**Work request**:
Pull every line that holds the word "EntryId" from the entries.

**Extracted data**:

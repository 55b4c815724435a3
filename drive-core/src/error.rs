//! src/error.rs
//! ============================================================================
//! # `AppError`: Unified Error Type for the Drive Engine
//!
//! Every fallible operation in the crate returns `Result<T, AppError>`.
//! Intent-level failures (`EmptyName`, `EmptyUploadBatch`, `UploadInProgress`)
//! are recoverable no-ops; `DuplicateId` signals caller misuse of the catalog.
//! Of those, only `EmptyUploadBatch` is swallowed without telling the user.

use std::{io, path::PathBuf};
use thiserror::Error;

use crate::model::entry::EntryId;

/// Unified error type for all drive operations.
#[derive(Debug, Error)]
pub enum AppError {
    /// Folder creation with a blank or whitespace-only name.
    #[error("Folder name must not be empty")]
    EmptyName,

    /// An inserted entry id already exists in the catalog (or twice in one batch).
    #[error("Duplicate entry id: {0}")]
    DuplicateId(EntryId),

    /// Upload started with zero descriptors.
    #[error("Upload batch is empty")]
    EmptyUploadBatch,

    /// Upload started while another run is still in flight.
    #[error("An upload is already in progress ({progress}%)")]
    UploadInProgress { progress: u8 },

    /// Flag mutation or lookup against an id the catalog does not hold.
    #[error("Unknown entry: {0}")]
    UnknownEntry(EntryId),

    /// Headless shell input that does not parse into an action.
    #[error("Invalid input: {field} - {message}")]
    InvalidInput { field: String, message: String },

    /// Standard IO error, auto-converted from `io::Error`.
    #[error("I/O error: {0}")]
    Io(#[from] io::Error),

    /// TOML config parsing error.
    #[error("Config parse error: {0}")]
    Config(#[from] toml::de::Error),

    /// TOML config serialization error.
    #[error("Config write error: {0}")]
    ConfigWrite(#[from] toml::ser::Error),

    /// Config file I/O error with path.
    #[error("Failed to access config file {path:?}: {source}")]
    ConfigIo {
        path: PathBuf,
        #[source]
        source: io::Error,
    },

    /// Serialization or deserialization error (e.g., JSON snapshots).
    #[error("Serialization error: {0}")]
    Serde(#[from] serde_json::Error),

    /// Any other error, with description.
    #[error("Unexpected error: {0}")]
    Other(String),
}

impl AppError {
    #[must_use]
    /// Attach extra context to an error.
    pub fn with_context<S: Into<String>>(self, ctx: S) -> Self {
        Self::Other(format!("{}: {}", ctx.into(), self))
    }

    /// Create an input validation error
    pub fn invalid_input<S1: Into<String>, S2: Into<String>>(field: S1, message: S2) -> Self {
        Self::InvalidInput {
            field: field.into(),
            message: message.into(),
        }
    }

    /// Wrap a config file I/O failure with the offending path
    pub fn config_io<P: Into<PathBuf>>(path: P, source: io::Error) -> Self {
        Self::ConfigIo {
            path: path.into(),
            source,
        }
    }

    /// True for intent rejections that leave state untouched and are not
    /// reported back to the user.
    #[must_use]
    pub const fn is_silent_rejection(&self) -> bool {
        matches!(self, Self::EmptyUploadBatch)
    }
}

// Allow conversion from `anyhow::Error` as fallback.
impl From<anyhow::Error> for AppError {
    fn from(e: anyhow::Error) -> Self {
        Self::Other(e.to_string())
    }
}
//! ``src/model/view_mode.rs``

use serde::{Deserialize, Serialize};
use std::{fmt, str::FromStr};

use crate::error::AppError;

/// Listing layout. Opaque to the engine; only stored and reported back.
#[derive(Debug, Clone, Copy, Default, PartialEq, Eq, Serialize, Deserialize)]
#[serde(rename_all = "lowercase")]
pub enum ViewMode {
    #[default]
    Grid,
    List,
}

impl fmt::Display for ViewMode {
    fn fmt(&self, f: &mut fmt::Formatter<'_>) -> fmt::Result {
        let s: &str = match self {
            Self::Grid => "grid",
            Self::List => "list",
        };

        write!(f, "{s}")
    }
}

impl FromStr for ViewMode {
    type Err = AppError;

    fn from_str(s: &str) -> Result<Self, Self::Err> {
        match s.trim().to_ascii_lowercase().as_str() {
            "grid" => Ok(Self::Grid),
            "list" => Ok(Self::List),
            other => Err(AppError::invalid_input(
                "view_mode",
                format!("expected 'grid' or 'list', got '{other}'"),
            )),
        }
    }
}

**Task result**:
use crate::model::entry::EntryId;
    DuplicateId(EntryId),
    UnknownEntry(EntryId),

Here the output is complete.